**Problem details**
Find all the lines in the material below with the word "thiserror", and copy them.

--------

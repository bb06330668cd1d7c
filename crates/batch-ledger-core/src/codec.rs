// crates/batch-ledger-core/src/codec.rs
// ============================================================================
// Module: Batch Ledger Blob Codec
// Description: Explicit encode/decode contracts for opaque ledger payloads.
// Purpose: Store restart tokens, user data, and status records as framed bytes.
// Dependencies: serde, serde_json, thiserror
// ============================================================================

//! ## Overview
//! Every blob column holds a versioned frame:
//!
//! | bytes | field                                  |
//! |-------|----------------------------------------|
//! | 4     | magic `BLGR`                           |
//! | 1     | frame version (`1`)                    |
//! | 1     | presence flag (`0` null, `1` present)  |
//! | 4     | payload length, big endian             |
//! | n     | payload                                |
//!
//! The frame is what lets a stored null token differ from a missing row, and
//! it is what turns truncation or corruption into a hard [`CodecError`] rather
//! than a partial value. Payload bytes are produced by a caller-chosen
//! [`BlobCodec`]; the ledger never inspects them. There is no generic object
//! deserialization anywhere in this path.

// ============================================================================
// SECTION: Imports
// ============================================================================

use std::marker::PhantomData;

use serde::Serialize;
use serde::de::DeserializeOwned;
use thiserror::Error;

// ============================================================================
// SECTION: Constants
// ============================================================================

/// Frame magic bytes.
pub const FRAME_MAGIC: [u8; 4] = *b"BLGR";
/// Current frame version.
pub const FRAME_VERSION: u8 = 1;
/// Frame header length in bytes.
pub const FRAME_HEADER_LEN: usize = 10;
/// Largest payload a frame can describe.
pub const MAX_FRAME_PAYLOAD: usize = u32::MAX as usize;

// ============================================================================
// SECTION: Errors
// ============================================================================

/// Blob encoding and decoding errors.
///
/// # Invariants
/// - Messages never embed payload bytes.
#[derive(Debug, Clone, PartialEq, Eq, Error)]
pub enum CodecError {
    /// Input ended before the declared length.
    #[error("blob truncated: expected {expected} bytes, found {actual}")]
    Truncated {
        /// Bytes required.
        expected: usize,
        /// Bytes available.
        actual: usize,
    },
    /// Frame magic does not match.
    #[error("blob frame magic mismatch")]
    BadMagic,
    /// Frame version is not understood.
    #[error("unsupported blob frame version: {0}")]
    UnsupportedVersion(u8),
    /// Input continues past the declared length.
    #[error("blob has {0} trailing bytes")]
    TrailingBytes(usize),
    /// Payload could not be encoded or decoded.
    #[error("blob payload error: {0}")]
    Payload(String),
}

// ============================================================================
// SECTION: Codec Contract
// ============================================================================

/// Caller-supplied encode/decode pair for one payload type.
///
/// # Invariants
/// - `decode(encode(v)) == v` for every value the caller can produce.
/// - `decode` rejects malformed input instead of returning a partial value.
pub trait BlobCodec {
    /// Value type carried by the blob.
    type Value;

    /// Encodes a value into bytes.
    ///
    /// # Errors
    ///
    /// Returns [`CodecError`] when the value cannot be encoded.
    fn encode(&self, value: &Self::Value) -> Result<Vec<u8>, CodecError>;

    /// Decodes bytes into a value.
    ///
    /// # Errors
    ///
    /// Returns [`CodecError`] when the bytes are truncated or corrupt.
    fn decode(&self, bytes: &[u8]) -> Result<Self::Value, CodecError>;
}

// ============================================================================
// SECTION: Codecs
// ============================================================================

/// Identity codec for callers that already hold bytes.
#[derive(Debug, Clone, Copy, Default)]
pub struct RawBytesCodec;

impl BlobCodec for RawBytesCodec {
    type Value = Vec<u8>;

    fn encode(&self, value: &Self::Value) -> Result<Vec<u8>, CodecError> {
        Ok(value.clone())
    }

    fn decode(&self, bytes: &[u8]) -> Result<Self::Value, CodecError> {
        Ok(bytes.to_vec())
    }
}

/// JSON codec for serde types with an explicit schema.
#[derive(Debug)]
pub struct JsonCodec<T> {
    /// Payload type marker.
    marker: PhantomData<fn() -> T>,
}

impl<T> JsonCodec<T> {
    /// Creates a JSON codec.
    #[must_use]
    pub const fn new() -> Self {
        Self {
            marker: PhantomData,
        }
    }
}

impl<T> Default for JsonCodec<T> {
    fn default() -> Self {
        Self::new()
    }
}

impl<T> Clone for JsonCodec<T> {
    fn clone(&self) -> Self {
        *self
    }
}

impl<T> Copy for JsonCodec<T> {}

impl<T: Serialize + DeserializeOwned> BlobCodec for JsonCodec<T> {
    type Value = T;

    fn encode(&self, value: &Self::Value) -> Result<Vec<u8>, CodecError> {
        serde_json::to_vec(value).map_err(|err| CodecError::Payload(err.to_string()))
    }

    fn decode(&self, bytes: &[u8]) -> Result<Self::Value, CodecError> {
        serde_json::from_slice(bytes).map_err(|err| CodecError::Payload(err.to_string()))
    }
}

/// Frame codec mapping an optional payload to framed bytes.
#[derive(Debug, Clone, Copy, Default)]
pub struct FrameCodec;

impl BlobCodec for FrameCodec {
    type Value = Option<Vec<u8>>;

    fn encode(&self, value: &Self::Value) -> Result<Vec<u8>, CodecError> {
        encode_frame(value.as_deref())
    }

    fn decode(&self, bytes: &[u8]) -> Result<Self::Value, CodecError> {
        decode_frame(bytes)
    }
}

// ============================================================================
// SECTION: Frame Helpers
// ============================================================================

/// Wraps an optional payload in a frame.
///
/// # Errors
///
/// Returns [`CodecError::Payload`] when the payload exceeds [`MAX_FRAME_PAYLOAD`].
pub fn encode_frame(payload: Option<&[u8]>) -> Result<Vec<u8>, CodecError> {
    let body = payload.unwrap_or_default();
    let length = u32::try_from(body.len())
        .map_err(|_| CodecError::Payload(format!("payload exceeds {MAX_FRAME_PAYLOAD} bytes")))?;
    let mut frame = Vec::with_capacity(FRAME_HEADER_LEN + body.len());
    frame.extend_from_slice(&FRAME_MAGIC);
    frame.push(FRAME_VERSION);
    frame.push(u8::from(payload.is_some()));
    frame.extend_from_slice(&length.to_be_bytes());
    frame.extend_from_slice(body);
    Ok(frame)
}

/// Unwraps a frame produced by [`encode_frame`].
///
/// # Errors
///
/// Returns [`CodecError`] for short input, unknown magic or version, an
/// invalid presence flag, or a length that disagrees with the input.
pub fn decode_frame(bytes: &[u8]) -> Result<Option<Vec<u8>>, CodecError> {
    let Some((header, body)) = bytes.split_first_chunk::<FRAME_HEADER_LEN>() else {
        return Err(CodecError::Truncated {
            expected: FRAME_HEADER_LEN,
            actual: bytes.len(),
        });
    };
    if header[.. 4] != FRAME_MAGIC {
        return Err(CodecError::BadMagic);
    }
    if header[4] != FRAME_VERSION {
        return Err(CodecError::UnsupportedVersion(header[4]));
    }
    let present = match header[5] {
        0 => false,
        1 => true,
        other => return Err(CodecError::Payload(format!("invalid presence flag: {other}"))),
    };
    let length = u32::from_be_bytes([header[6], header[7], header[8], header[9]]);
    let length = usize::try_from(length)
        .map_err(|_| CodecError::Payload("frame length exceeds platform limits".to_string()))?;
    if body.len() < length {
        return Err(CodecError::Truncated {
            expected: FRAME_HEADER_LEN + length,
            actual: bytes.len(),
        });
    }
    if body.len() > length {
        return Err(CodecError::TrailingBytes(body.len() - length));
    }
    if !present {
        if length != 0 {
            return Err(CodecError::Payload("null frame carries a payload".to_string()));
        }
        return Ok(None);
    }
    Ok(Some(body.to_vec()))
}

/// Frames a value encoded by `codec`.
///
/// # Errors
///
/// Returns [`CodecError`] when encoding fails.
pub fn encode_value<C: BlobCodec>(codec: &C, value: &C::Value) -> Result<Vec<u8>, CodecError> {
    let payload = codec.encode(value)?;
    encode_frame(Some(&payload))
}

/// Decodes a framed value with `codec`; a null frame is an error.
///
/// # Errors
///
/// Returns [`CodecError`] when the frame or payload is malformed.
pub fn decode_value<C: BlobCodec>(codec: &C, bytes: &[u8]) -> Result<C::Value, CodecError> {
    let payload =
        decode_frame(bytes)?.ok_or_else(|| CodecError::Payload("unexpected null frame".to_string()))?;
    codec.decode(&payload)
}

// ============================================================================
// SECTION: Tests
// ============================================================================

--------

**Result of the task**
// Dependencies: serde, serde_json, thiserror
use thiserror::Error;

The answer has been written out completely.